## WHAT YOU WILL DO
Some lines in the listing below may include the string "files". How many are there? Give only the number.

****************************************

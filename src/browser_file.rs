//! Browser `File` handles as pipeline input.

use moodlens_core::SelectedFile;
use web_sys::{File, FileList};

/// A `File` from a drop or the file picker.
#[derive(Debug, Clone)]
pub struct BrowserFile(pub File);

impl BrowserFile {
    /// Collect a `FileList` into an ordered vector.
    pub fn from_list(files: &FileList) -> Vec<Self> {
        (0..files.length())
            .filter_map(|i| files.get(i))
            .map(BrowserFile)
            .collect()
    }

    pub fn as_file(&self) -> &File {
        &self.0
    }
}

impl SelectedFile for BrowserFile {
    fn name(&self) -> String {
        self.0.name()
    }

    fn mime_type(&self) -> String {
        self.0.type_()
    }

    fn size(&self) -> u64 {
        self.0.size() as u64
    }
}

****************************************

## TASK SOLUTION
3